Potential for blast after BP oil refinery in Texas loses power
WASHINGTON (AFP) – Residents of a US Gulf town have been told to stay indoors and turn off their air conditioners after power failures at a nearby BP refinery and Dow Chemical plant, officials said.
Texas City Emergency Management director Bruce Clawson, raising fears of a potential blast, said the order was issued to residents after BP lost power to the entire facility at 11:00pm (0400 GMT Tuesday).
“They are taking all the hydrocarbons and flaring them so they don’t blow up,” he told AFP. “Not everything is burning up. Hydrocarbons are being released into the air.”
He said he was not aware of anyone having been injured in the incident and expected the situation to soon be brought under control, adding that the Dow Chemical plant had been shut down safely.

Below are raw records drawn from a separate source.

use std::{
    fs,
    path::{Path, PathBuf},
};

use eyre::{Result, WrapErr};

/// An output file whose content is rendered on demand.
pub trait GeneratedFile {
    /// Location of the file under `base`.
    fn path(&self, base: &Path) -> PathBuf;

    /// Overwrite policy; generated bindings are always replaced.
    fn rules(&self) -> FileRules {
        FileRules::always()
    }

    fn render(&self) -> String;

    /// Render and write under `base`, honouring [`GeneratedFile::rules`].
    fn write(&self, base: &Path) -> Result<WriteResult> {
        let path = self.path(base);
        store(&path, self.rules(), || self.render())
    }
}

/// Outcome of writing one file.
#[derive(Debug, Clone, Copy, PartialEq, Eq)]
pub enum WriteResult {
    Written,
    /// The file existed and its rules forbid replacing it.
    Skipped,
}

/// Overwrite policy for one file.
#[derive(Debug, Clone, Copy, PartialEq, Eq)]
pub struct FileRules {
    pub overwrite: Overwrite,
}

impl FileRules {
    /// Replace whatever is on disk.
    pub fn always() -> Self {
        Self {
            overwrite: Overwrite::Always,
        }
    }

    /// Leave an existing file untouched, e.g. a user-edited `suigen.toml`.
    pub fn create_once() -> Self {
        Self {
            overwrite: Overwrite::IfMissing,
        }
    }
}

impl Default for FileRules {
    fn default() -> Self {
        Self::always()
    }
}

#[derive(Debug, Clone, Copy, PartialEq, Eq)]
pub enum Overwrite {
    Always,
    IfMissing,
}

/// A path paired with fixed content.
pub struct File {
    path: PathBuf,
    content: String,
    rules: FileRules,
}

impl File {
    pub fn new(path: impl Into<PathBuf>, content: impl Into<String>) -> Self {
        Self {
            path: path.into(),
            content: content.into(),
            rules: FileRules::default(),
        }
    }

    pub fn with_rules(mut self, rules: FileRules) -> Self {
        self.rules = rules;
        self
    }

    pub fn path(&self) -> &Path {
        &self.path
    }

    pub fn content(&self) -> &str {
        &self.content
    }

    pub fn write(&self) -> Result<WriteResult> {
        store(&self.path, self.rules, || self.content.clone())
    }
}

fn store(path: &Path, rules: FileRules, render: impl FnOnce() -> String) -> Result<WriteResult> {
    if rules.overwrite == Overwrite::IfMissing && path.exists() {
        return Ok(WriteResult::Skipped);
    }
    write_atomic(path, &render())?;
    Ok(WriteResult::Written)
}

/// Write through a sibling temp file and rename it into place, so readers
/// see either the old content or the new, never a partial file.
fn write_atomic(path: &Path, content: &str) -> Result<()> {
    if let Some(parent) = path.parent().filter(|p| !p.as_os_str().is_empty()) {
        fs::create_dir_all(parent)
            .wrap_err_with(|| format!("failed to create {}", parent.display()))?;
    }

    let mut staging = path.as_os_str().to_owned();
    staging.push(".tmp");
    let staging = PathBuf::from(staging);

    fs::write(&staging, content)
        .wrap_err_with(|| format!("failed to write {}", staging.display()))?;
    fs::rename(&staging, path)
        .wrap_err_with(|| format!("failed to move {} into place", path.display()))?;
    Ok(())
}
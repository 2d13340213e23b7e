//! Configuration and schema loading for suigen.
//!
//! - [`Manifest`] is the parsed `suigen.toml`; errors are [`miette`] diagnostics
//!   pointing into the file.
//! - [`SchemaSource`] turns a configured package into a [`suigen_ir::Package`];
//!   [`SnapshotDir`] reads JSON snapshots from disk.

// Miette's derive macro generates code that triggers these warnings
#![allow(unused_assignments)]

mod error;
mod manifest;
mod schema;

pub use error::{Error, Result, SourceContext};
pub use manifest::{
    GeneratorConfig, Manifest, NetworkConfig, PackageConfig, PackageEntry, ParseContext,
    SuigenToml,
};
pub use schema::{SchemaSource, SnapshotDir, parse_snapshot};
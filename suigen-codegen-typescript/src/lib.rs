//! TypeScript binding generator for Sui Move packages.
//!
//! Given the normalized schema of one or more packages, this crate produces a
//! typed client surface per package:
//!
//! - one `interface` per struct, with a runtime type guard and a parse function
//! - metadata for every distinct keyed-table instantiation
//! - a call-builder table with one method per exposed function
//!
//! plus an `index.ts` that re-exports every package.
//!
//! ```ignore
//! use suigen_codegen::LanguageCodegen;
//! use suigen_codegen_typescript::Generator;
//! use std::path::Path;
//!
//! let generator = Generator::new([("counter".to_string(), package)])?;
//!
//! // Preview files without writing
//! let files = generator.preview();
//!
//! // Generate files to disk
//! let result = generator.generate(Path::new("src/abi"))?;
//! ```

mod code_file;
mod generator;
mod type_mapper;

pub mod ast;
pub mod bindings;
pub mod files;
pub mod naming;

pub use code_file::{CodeFile, Section};
pub use generator::Generator;
pub use suigen_codegen::language::{GenerateResult, LanguageCodegen, PreviewFile};
pub use type_mapper::{KnownStruct, TsType, TypeScriptTypeMapper, is_implicit_parameter};
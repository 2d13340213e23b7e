//! TypeScript AST builders for generating types, functions, imports, and exports.
//!
//! These provide a high-level API for constructing TypeScript syntax,
//! which can then be rendered via CodeBuilder.

mod consts;
mod exports;
mod fns;
mod imports;
mod interface;
mod objects;
mod types;

pub use consts::Const;
pub use exports::Export;
pub use fns::{Fn, Param};
pub use imports::Import;
pub use interface::{Interface, InterfaceField};
pub use objects::{JsObject, Method, Property, PropertyValue};
pub use types::TypeAlias;
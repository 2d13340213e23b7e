//! TypeScript file generators.

mod abi_ts;
mod index_ts;

pub use abi_ts::PackageAbiTs;
pub use index_ts::IndexTs;

/// Tool name recorded in generated file headers.
pub(crate) const GENERATED_BY: &str = "suigen";

/// Header lines shared by every generated file.
pub(crate) fn header(title: String, generated_at: &str) -> Vec<String> {
    vec![
        title,
        "Auto-generated file - do not edit manually".to_string(),
        String::new(),
        format!("Generated by: {}", GENERATED_BY),
        format!("Generated at: {}", generated_at),
    ]
}
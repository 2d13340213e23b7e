//! TypeScript function builder.

use suigen_codegen::builder::{CodeBuilder, CodeFragment, Renderable};

/// A parameter in a TypeScript function or method.
#[derive(Debug, Clone)]
pub struct Param {
    pub name: String,
    pub ty: String,
}

impl Param {
    pub fn new(name: impl Into<String>, ty: impl Into<String>) -> Self {
        Self {
            name: name.into(),
            ty: ty.into(),
        }
    }
}

/// Format a parameter list (without parentheses).
pub(crate) fn format_params(params: &[Param]) -> String {
    params
        .iter()
        .map(|p| format!("{}: {}", p.name, p.ty))
        .collect::<Vec<_>>()
        .join(", ")
}

/// Convert a body line to a fragment; an empty line becomes a blank line.
pub(crate) fn line_fragment(line: String) -> CodeFragment {
    if line.is_empty() {
        CodeFragment::Blank
    } else {
        CodeFragment::Line(line)
    }
}

/// Builder for TypeScript functions.
#[derive(Debug, Clone)]
pub struct Fn {
    name: String,
    params: Vec<Param>,
    return_type: Option<String>,
    body: Vec<CodeFragment>,
}

impl Fn {
    pub fn new(name: impl Into<String>) -> Self {
        Self {
            name: name.into(),
            params: Vec::new(),
            return_type: None,
            body: Vec::new(),
        }
    }

    pub fn param(mut self, param: Param) -> Self {
        self.params.push(param);
        self
    }

    pub fn returns(mut self, ty: impl Into<String>) -> Self {
        self.return_type = Some(ty.into());
        self
    }

    /// Add a line to the function body. An empty line renders as a blank line.
    pub fn body_line(mut self, line: impl Into<String>) -> Self {
        self.body.push(line_fragment(line.into()));
        self
    }

    /// Add a structured body fragment, such as a nested block.
    pub fn body_fragment(mut self, fragment: CodeFragment) -> Self {
        self.body.push(fragment);
        self
    }

    /// Build the function as a string.
    pub fn build(&self) -> String {
        let mut builder = CodeBuilder::typescript();
        builder.emit(self);
        builder.build()
    }

    fn format_signature(&self) -> String {
        let params = format_params(&self.params);

        match &self.return_type {
            Some(ret) => format!("export function {}({}): {} {{", self.name, params, ret),
            None => format!("export function {}({}) {{", self.name, params),
        }
    }
}

impl Renderable for Fn {
    fn to_fragments(&self) -> Vec<CodeFragment> {
        vec![CodeFragment::Block {
            header: self.format_signature(),
            body: self.body.clone(),
            close: Some("}".to_string()),
        }]
    }
}
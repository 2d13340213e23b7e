//! Type-safe call builders for exposed functions.

use suigen_codegen::CodeFragment;
use suigen_ir::{Function, Package};

use crate::{
    ast::{Const, JsObject, Method, Param},
    naming,
    type_mapper::is_implicit_parameter,
};

/// Spread that forwards caller type arguments only when some were given.
const TYPE_ARGUMENTS_SPREAD: &str =
    "(options.typeArguments?.length ? { typeArguments: [...options.typeArguments] } : {})";

/// One exposed function, classified for call construction.
#[derive(Debug, Clone, PartialEq, Eq)]
pub struct CallBinding<'a> {
    pub module: &'a str,
    pub function: &'a str,
    /// Parameters the caller must supply, in declaration order.
    pub explicit_params: usize,
    pub generic: bool,
}

impl<'a> CallBinding<'a> {
    pub fn new(module: &'a str, function: &'a str, def: &Function) -> Self {
        let explicit_params = def
            .parameters
            .iter()
            .filter(|param| !is_implicit_parameter(&param.ty))
            .count();

        Self {
            module,
            function,
            explicit_params,
            generic: def.has_type_parameters(),
        }
    }

    /// `readonly [TransactionArgument, ...]` with one slot per explicit parameter.
    pub fn arguments_tuple(&self) -> String {
        format!(
            "readonly [{}]",
            vec!["TransactionArgument"; self.explicit_params].join(", ")
        )
    }

    fn target(&self) -> String {
        format!("`${{packageId}}::{}::{}`", self.module, self.function)
    }

    /// The call-builder method for this function.
    pub fn method(&self) -> Method {
        let call = JsObject::new().raw("target", self.target());
        let method = Method::new().param(Param::new("tx", "Transaction"));

        let (method, call) = if self.explicit_params == 0 {
            (method, call.raw("arguments", "[]"))
        } else {
            let options = if self.generic {
                format!(
                    "{{ arguments: {}; typeArguments?: readonly string[] }}",
                    self.arguments_tuple()
                )
            } else {
                format!("{{ arguments: {} }}", self.arguments_tuple())
            };

            (
                method.param(Param::new("options", options)),
                call.spread_if(self.generic, TYPE_ARGUMENTS_SPREAD)
                    .raw("arguments", "[...options.arguments]"),
            )
        };

        method
            .returns("TransactionResult")
            .body_fragment(CodeFragment::block(
                "return tx.moveCall({",
                call.properties_to_fragments(),
                Some("});".to_string()),
            ))
    }
}

/// Call bindings grouped by module. Modules without exposed functions are skipped.
pub fn module_calls(package: &Package) -> Vec<(&str, Vec<CallBinding<'_>>)> {
    package
        .modules
        .iter()
        .filter(|(_, module)| !module.exposed_functions.is_empty())
        .map(|(module_name, module)| {
            let calls = module
                .exposed_functions
                .iter()
                .map(|(name, def)| CallBinding::new(module_name, name, def))
                .collect();
            (module_name.as_str(), calls)
        })
        .collect()
}

/// `export const {package}Package = { abi, packageId, <module>: { ... } } as const;`
pub fn package_object(package_name: &str, package: &Package) -> Const {
    let object = JsObject::new()
        .raw("abi", naming::abi_const_name(package_name))
        .shorthand("packageId");

    let object = module_calls(package)
        .into_iter()
        .fold(object, |object, (module, calls)| {
            let methods = calls.iter().fold(JsObject::new(), |methods, call| {
                methods.method(call.function, call.method())
            });
            object.object(module, methods)
        });

    Const::object(naming::package_const_name(package_name), object).as_const()
}
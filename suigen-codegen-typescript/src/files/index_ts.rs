//! `index.ts` aggregator generator.

use std::path::{Path, PathBuf};

use suigen_core::GeneratedFile;

use crate::{
    ast::Export,
    code_file::{CodeFile, Section},
    naming,
};

/// Re-exports every package's bindings from one module.
pub struct IndexTs<'a> {
    packages: Vec<&'a str>,
    generated_at: &'a str,
}

impl<'a> IndexTs<'a> {
    pub fn new(packages: impl IntoIterator<Item = &'a str>, generated_at: &'a str) -> Self {
        Self {
            packages: packages.into_iter().collect(),
            generated_at,
        }
    }
}

impl GeneratedFile for IndexTs<'_> {
    fn path(&self, base: &Path) -> PathBuf {
        base.join("index.ts")
    }

    fn render(&self) -> String {
        let star = self
            .packages
            .iter()
            .map(|name| Export::new().from(naming::abi_module_path(name)));
        let named = self.packages.iter().map(|name| {
            Export::new()
                .from(naming::abi_module_path(name))
                .named(naming::package_const_name(name))
        });

        CodeFile::new()
            .header(super::header(
                "Package ABI index".to_string(),
                self.generated_at,
            ))
            .add(
                Section::new("Re-export all types and utilities")
                    .compact()
                    .items(star),
            )
            .add(
                Section::new("Explicit re-exports for package objects")
                    .compact()
                    .items(named),
            )
            .render()
    }
}
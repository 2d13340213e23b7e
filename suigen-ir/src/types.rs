//! Move type representation.

use serde::{Deserialize, Serialize};

/// A Move type as it appears in a normalized module.
///
/// Serializes to the same shape the Sui RPC returns: primitive tags are bare
/// strings (`"U64"`), wrappers are single-key objects (`{"Vector": "U8"}`).
#[derive(Debug, Clone, PartialEq, Eq, Hash, Serialize, Deserialize)]
pub enum SchemaType {
    Bool,
    U8,
    U16,
    U32,
    U64,
    U128,
    U256,
    Address,
    Signer,
    Vector(Box<SchemaType>),
    Reference(Box<SchemaType>),
    MutableReference(Box<SchemaType>),
    TypeParameter(u16),
    Struct(StructTag),
}

impl SchemaType {
    /// Shorthand for `Vector(inner)`.
    pub fn vector(inner: SchemaType) -> Self {
        Self::Vector(Box::new(inner))
    }

    /// Shorthand for `Reference(inner)`.
    pub fn reference(inner: SchemaType) -> Self {
        Self::Reference(Box::new(inner))
    }

    /// Shorthand for `MutableReference(inner)`.
    pub fn mutable_reference(inner: SchemaType) -> Self {
        Self::MutableReference(Box::new(inner))
    }

    /// Shorthand for a struct type.
    pub fn structure(tag: StructTag) -> Self {
        Self::Struct(tag)
    }

    /// The struct tag behind this type, looking through one reference layer.
    pub fn struct_tag(&self) -> Option<&StructTag> {
        match self {
            Self::Struct(tag) => Some(tag),
            Self::Reference(inner) | Self::MutableReference(inner) => match inner.as_ref() {
                Self::Struct(tag) => Some(tag),
                _ => None,
            },
            _ => None,
        }
    }
}

/// A fully qualified struct reference with its type arguments.
#[derive(Debug, Clone, PartialEq, Eq, Hash, Serialize, Deserialize)]
#[serde(rename_all = "camelCase")]
pub struct StructTag {
    pub address: String,
    pub module: String,
    pub name: String,
    #[serde(default)]
    pub type_arguments: Vec<SchemaType>,
}

impl StructTag {
    pub fn new(
        address: impl Into<String>,
        module: impl Into<String>,
        name: impl Into<String>,
    ) -> Self {
        Self {
            address: address.into(),
            module: module.into(),
            name: name.into(),
            type_arguments: Vec::new(),
        }
    }

    /// Add a type argument.
    pub fn type_arg(mut self, ty: SchemaType) -> Self {
        self.type_arguments.push(ty);
        self
    }

    /// Check module and name, ignoring the address.
    pub fn is_named(&self, module: &str, name: &str) -> bool {
        self.module == module && self.name == name
    }

    /// Check address, module and name. Addresses are compared in normalized
    /// form, so `0x2` matches `0x0000…0002`.
    pub fn is(&self, address: &str, module: &str, name: &str) -> bool {
        self.is_named(module, name) && same_address(&self.address, address)
    }
}

/// Compare two hex addresses ignoring the `0x` prefix, leading zeros and case.
pub fn same_address(a: &str, b: &str) -> bool {
    let a = trim_address(a);
    let b = trim_address(b);
    a.eq_ignore_ascii_case(b)
}

fn trim_address(addr: &str) -> &str {
    let digits = addr.strip_prefix("0x").unwrap_or(addr);
    let trimmed = digits.trim_start_matches('0');
    if trimmed.is_empty() { "0" } else { trimmed }
}

#[cfg(test)]
mod tests {
    use super::*;

    #[test]
    fn test_primitive_deserializes_from_string() {
        let ty: SchemaType = serde_json::from_str("\"U64\"").unwrap();
        assert_eq!(ty, SchemaType::U64);
    }

    #[test]
    fn test_wrappers_deserialize_from_single_key_objects() {
        let ty: SchemaType = serde_json::from_str(r#"{"Vector": {"Reference": "U8"}}"#).unwrap();
        assert_eq!(
            ty,
            SchemaType::vector(SchemaType::reference(SchemaType::U8))
        );

        let ty: SchemaType = serde_json::from_str(r#"{"TypeParameter": 1}"#).unwrap();
        assert_eq!(ty, SchemaType::TypeParameter(1));
    }

    #[test]
    fn test_struct_deserializes_with_type_arguments() {
        let ty: SchemaType = serde_json::from_str(
            r#"{"Struct": {"address": "0x2", "module": "table", "name": "Table", "typeArguments": ["Address", "U64"]}}"#,
        )
        .unwrap();
        let SchemaType::Struct(tag) = ty else {
            panic!("expected struct");
        };
        assert!(tag.is_named("table", "Table"));
        assert_eq!(tag.type_arguments, vec![SchemaType::Address, SchemaType::U64]);
    }

    #[test]
    fn test_serialization_matches_rpc_shape() {
        let ty = SchemaType::mutable_reference(SchemaType::Struct(StructTag::new(
            "0x2",
            "tx_context",
            "TxContext",
        )));
        let json = serde_json::to_string(&ty).unwrap();
        assert_eq!(
            json,
            r#"{"MutableReference":{"Struct":{"address":"0x2","module":"tx_context","name":"TxContext","typeArguments":[]}}}"#
        );
    }

    #[test]
    fn test_same_address_normalizes() {
        assert!(same_address("0x2", "0x2"));
        assert!(same_address(
            "0x0000000000000000000000000000000000000000000000000000000000000002",
            "0x2"
        ));
        assert!(same_address("0xAB", "0xab"));
        assert!(same_address("0x0", "0x000"));
        assert!(!same_address("0x2", "0x20"));
    }

    #[test]
    fn test_struct_tag_looks_through_one_reference() {
        let tag = StructTag::new("0x2", "clock", "Clock");
        let by_ref = SchemaType::reference(SchemaType::Struct(tag.clone()));
        assert_eq!(by_ref.struct_tag(), Some(&tag));
        assert_eq!(SchemaType::U8.struct_tag(), None);
        assert_eq!(
            SchemaType::vector(SchemaType::Struct(tag)).struct_tag(),
            None
        );
    }
}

At least nine tall flares could be seen from a nearby highway, according to the Galveston County Daily News, which first broke the story.
BP America said in a statement that it had “immediately” notified the city following the power failure and that no one had been injured in the incident. It added that it had initiated its own “environmental monitoring.”
The same facility was the site of a deadly explosion and fire in 2005 that killed 15 workers and wounded another 170.
Last August BP agreed to pay a record 50.6-million-dollar fine for safety violations at the refinery, on top of billions in fines and compensation payouts related to that year’s massive Deepwater Horizon oil spill.
BP had already paid an estimated one to two billion in civil penalties for people hurt or killed in the refinery blast and a record 50 million dollar criminal fine for environmental damage.
The Texas City facility is BP’s largest refinery and has a feed capacity of approximately 460,000 barrels of crude oil per day. It processes a wide range of petroleum products, including gasoline, heavy fuel oil and sulfuric acid.